Middle School: The Worst Years of My Life is a realistic fiction novel by James Patterson that serves as the beginning of Patterson's Middle School series. Published in the United States by Little, Brown and Company on June 27, 2011, the book follows sixth grader Rafe Khatchadorian as he begins middle school and "copes with the awkwardness of adolescence: crushes, bullying, family issues" as he attempts to break every school rule in the code of conduct. The book received critical acclaim from many reviewers and went on to spawn a sequel, Middle School: Get Me Out of Here!.

Plot

Rafe is bored at Hills Village Middle School with sixth grade at first, but he and his friend Leonardo the Silent invent "Operation R.A.F.E." (stands for "rules aren't for everyone"), a challenge to break every rule in his middle school handbook.  He also deals with problems at home. His mother constantly works double shifts at a Swifty's Diner and barely gets to see Rafe and his sister Georgia. He has a verbally abusive stepfather-to-be named Carl (aka Bear), who "watches" over him when his mother is not home. He finds consolation in Jeanne Galletta, who is skeptical of Operation R.A.F.E. and encourages him to work on his schoolwork.

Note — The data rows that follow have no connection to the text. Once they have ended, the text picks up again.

//! Review operations with authorization applied.
//!
//! Every write runs its guards first and only then touches the store, so a
//! rejected request never leaves a partial mutation behind.

use std::sync::Arc;

use kudos_db::{
    NewReview, ProductFilter, ProductId, Review, ReviewMessage, ReviewStore, StoreError,
};
use thiserror::Error;
use tracing::{info, instrument, warn};

use super::request::{CreateReview, EditReview, ReviewIdInput};
use crate::auth::{
    authorize_author, authorize_edit, require_identity, AuthError, EditPolicy, Identity,
    TokenVerifier,
};
use crate::config::SeedReview;

/// Errors returned by [`ReviewService`]
#[derive(Error, Debug)]
pub enum ServiceError {
    #[error(transparent)]
    Auth(#[from] AuthError),

    /// Referenced review does not exist
    #[error("Review not found: {0}")]
    NotFound(String),

    /// Request data that can never be stored
    #[error("Invalid input: {0}")]
    Validation(String),

    #[error("Storage error: {0}")]
    Store(StoreError),
}

impl From<StoreError> for ServiceError {
    fn from(err: StoreError) -> Self {
        match err {
            StoreError::NotFound(id) => ServiceError::NotFound(id.to_string()),
            other => ServiceError::Store(other),
        }
    }
}

/// Result type alias for review operations
pub type ServiceResult<T> = std::result::Result<T, ServiceError>;

/// Entry point for listing, creating, editing and liking reviews
#[derive(Clone)]
pub struct ReviewService {
    store: Arc<dyn ReviewStore>,
    verifier: Arc<dyn TokenVerifier>,
    edit_policy: EditPolicy,
}

impl ReviewService {
    pub fn new(store: Arc<dyn ReviewStore>, verifier: Arc<dyn TokenVerifier>) -> Self {
        Self {
            store,
            verifier,
            edit_policy: EditPolicy::default(),
        }
    }

    pub fn with_edit_policy(mut self, edit_policy: EditPolicy) -> Self {
        self.edit_policy = edit_policy;
        self
    }

    pub fn store(&self) -> &Arc<dyn ReviewStore> {
        &self.store
    }

    /// Resolve an optional bearer token; unknown tokens count as absent
    fn identify(&self, token: Option<&str>) -> Option<Identity> {
        token.and_then(|token| self.verifier.verify(token))
    }

    /// The signed-in caller, or [`AuthError::MissingCredentials`].
    ///
    /// Transports call this before decoding an edit or like body so an
    /// anonymous request is refused the same way whatever it carries.
    pub fn authenticate(&self, token: Option<&str>) -> ServiceResult<Identity> {
        Ok(require_identity(self.identify(token))?)
    }

    /// Reviews for the product named by `raw_product`.
    ///
    /// Text that is not an integer matches nothing.
    #[instrument(skip(self))]
    pub async fn list(&self, raw_product: &str) -> ServiceResult<Vec<Review>> {
        let filter = ProductFilter::parse(raw_product);
        if filter == ProductFilter::NoMatch {
            warn!("Non-numeric product id, returning no reviews");
        }
        Ok(self.store.list_by_product(&filter).await?)
    }

    /// Create a review. Anonymous callers may use any author name; signed-in
    /// callers must post under their own identity.
    #[instrument(skip(self, request, token), fields(author = %request.author))]
    pub async fn create(
        &self,
        raw_product: &str,
        request: CreateReview,
        token: Option<&str>,
    ) -> ServiceResult<Review> {
        let identity = self.identify(token);
        if let Err(err) = authorize_author(&request.author, identity.as_ref()) {
            warn!(user = ?identity.as_ref().map(Identity::email), "Refused review under another author");
            return Err(err.into());
        }

        let product_id = raw_product
            .parse::<ProductId>()
            .map_err(|e| ServiceError::Validation(e.to_string()))?;
        let message =
            ReviewMessage::new(request.message).map_err(|e| ServiceError::Validation(e.to_string()))?;

        let review = self
            .store
            .create(NewReview::new(product_id, message, request.author))
            .await?;

        info!(review = %review.id, product = %review.product_id, "Created review");
        Ok(review)
    }

    /// Replace a review's message. Requires a signed-in caller; under
    /// [`EditPolicy::Owner`] the caller must also be the author.
    #[instrument(skip(self, request, token))]
    pub async fn edit(&self, request: EditReview, token: Option<&str>) -> ServiceResult<Review> {
        let identity = self.authenticate(token).inspect_err(|_| {
            warn!("Refused unauthenticated review edit");
        })?;

        let id = request
            .id
            .resolve()
            .ok_or_else(|| ServiceError::NotFound(describe(&request.id)))?;
        let message =
            ReviewMessage::new(request.message).map_err(|e| ServiceError::Validation(e.to_string()))?;

        if self.edit_policy == EditPolicy::Owner {
            let current = self.store.find_by_id(id).await?;
            if let Err(err) = authorize_edit(self.edit_policy, &current.author, &identity) {
                warn!(user = %identity, review = %id, "Refused edit by non-author");
                return Err(err.into());
            }
        }

        let review = self.store.update_message(id, message).await?;
        info!(user = %identity, review = %id, "Edited review");
        Ok(review)
    }

    /// Add one like to a review and return the updated record
    #[instrument(skip(self, token))]
    pub async fn like(&self, id: &ReviewIdInput, token: Option<&str>) -> ServiceResult<Review> {
        let identity = self.authenticate(token).inspect_err(|_| {
            warn!("Refused unauthenticated like");
        })?;

        let id = id
            .resolve()
            .ok_or_else(|| ServiceError::NotFound(describe(id)))?;

        let review = self.store.increment_likes(id).await?;
        info!(user = %identity, review = %id, likes = review.likes_count, "Liked review");
        Ok(review)
    }

    /// Insert `seeds` if the store holds no reviews yet; returns how many were added
    pub async fn seed(&self, seeds: &[SeedReview]) -> ServiceResult<usize> {
        if self.store.count().await? > 0 {
            return Ok(0);
        }

        for seed in seeds {
            let message = ReviewMessage::new(seed.message.as_str())
                .map_err(|e| ServiceError::Validation(e.to_string()))?;
            self.store
                .create(NewReview::new(
                    ProductId::new(seed.product),
                    message,
                    seed.author.as_str(),
                ))
                .await?;
        }

        info!(count = seeds.len(), "Seeded reviews");
        Ok(seeds.len())
    }
}

fn describe(input: &ReviewIdInput) -> String {
    match input {
        ReviewIdInput::Number(n) => n.to_string(),
        ReviewIdInput::Text(s) => s.clone(),
    }
}
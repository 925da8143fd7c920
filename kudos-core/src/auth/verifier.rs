//! Bearer token verification

use std::time::{Duration, Instant};

use dashmap::DashMap;
use tracing::debug;
use uuid::Uuid;

use super::Identity;

/// Default lifetime of a session token
pub const DEFAULT_SESSION_TTL: Duration = Duration::from_secs(6 * 60 * 60);

/// Resolves a bearer token to the user it was issued for.
///
/// Verification is a local lookup or signature check; it must not block.
pub trait TokenVerifier: Send + Sync {
    /// `None` when the token is unknown, expired or malformed
    fn verify(&self, token: &str) -> Option<Identity>;
}

#[derive(Debug)]
struct SessionEntry {
    identity: Identity,
    expires_at: Instant,
}

impl SessionEntry {
    fn is_live(&self, now: Instant) -> bool {
        now < self.expires_at
    }
}

/// Opaque session tokens issued by [`super::LoginService`].
///
/// Tokens expire `ttl` after issue. Expired entries are dropped when they are
/// looked up and swept whenever a new token is issued.
#[derive(Debug)]
pub struct SessionTokens {
    sessions: DashMap<String, SessionEntry>,
    ttl: Duration,
}

impl Default for SessionTokens {
    fn default() -> Self {
        Self::with_ttl(DEFAULT_SESSION_TTL)
    }
}

impl SessionTokens {
    pub fn new() -> Self {
        Self::default()
    }

    pub fn with_ttl(ttl: Duration) -> Self {
        Self {
            sessions: DashMap::new(),
            ttl,
        }
    }

    /// Mint a fresh token for `identity`
    pub fn issue(&self, identity: Identity) -> String {
        let now = Instant::now();
        self.sessions.retain(|_, entry| entry.is_live(now));

        let token = Uuid::new_v4().simple().to_string();
        debug!(user = %identity, live = self.sessions.len(), "Issued session token");
        self.sessions.insert(
            token.clone(),
            SessionEntry {
                identity,
                expires_at: now + self.ttl,
            },
        );
        token
    }

    #[cfg(test)]
    pub(crate) fn is_empty(&self) -> bool {
        self.sessions.is_empty()
    }
}

impl TokenVerifier for SessionTokens {
    fn verify(&self, token: &str) -> Option<Identity> {
        let now = Instant::now();
        let identity = {
            let entry = self.sessions.get(token)?;
            entry.is_live(now).then(|| entry.identity.clone())
        };
        if identity.is_none() {
            self.sessions.remove_if(token, |_, entry| !entry.is_live(now));
            debug!("Dropped expired session token");
        }
        identity
    }
}
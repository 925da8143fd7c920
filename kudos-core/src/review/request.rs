//! Request bodies accepted by the review operations

use kudos_db::ReviewId;
use serde::Deserialize;

/// A review id as a client sent it: a JSON number or a string.
///
/// Strings that are not integers cannot name a stored review, so they
/// resolve to `None` instead of being passed on to storage.
#[derive(Debug, Clone, PartialEq, Eq, Deserialize)]
#[serde(untagged)]
pub enum ReviewIdInput {
    Number(i64),
    Text(String),
}

impl ReviewIdInput {
    pub fn resolve(&self) -> Option<ReviewId> {
        match self {
            ReviewIdInput::Number(n) => Some(ReviewId::new(*n)),
            ReviewIdInput::Text(s) => s.trim().parse::<i64>().ok().map(ReviewId::new),
        }
    }
}

impl From<ReviewId> for ReviewIdInput {
    fn from(id: ReviewId) -> Self {
        ReviewIdInput::Number(id.get())
    }
}

/// Body of `PUT /rest/products/{id}/reviews`
#[derive(Debug, Clone, Deserialize)]
pub struct CreateReview {
    pub message: String,
    pub author: String,
}

/// Body of `PATCH /rest/products/reviews`
#[derive(Debug, Clone, Deserialize)]
pub struct EditReview {
    pub id: ReviewIdInput,
    pub message: String,
}

/// Body of `POST /rest/products/reviews`
#[derive(Debug, Clone, Deserialize)]
pub struct LikeReview {
    pub id: ReviewIdInput,
}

Miller, also known as Miller the Killer, the school bully, stole Rafe's journal that had drawings and Operation R.A.F.E inside. Miller refused to give Rafe his journal back unless he pays $1 per page. After getting expelled for fighting Miller before a parent-teacher conference, Rafe decides to perform one final act, and proceeds to paint a mural across the entirety of the school exterior, though he is taken in by police after he finishes. When he arrives back home, Bear physically hits Jules, knocking her down and causing Rafe to yell at him, and he and his family are taken by the police. By the end of the book, after a suggestion from his English teacher, Ms. Donatello, Rafe is preparing to head to Air Brook Academy, an art school.

Characters
 Raphael "Rafe" Khatchadorian – The main character of the story is a sixth-grader at Hills Village Middle School who does not have many friends aside from Leo the silent.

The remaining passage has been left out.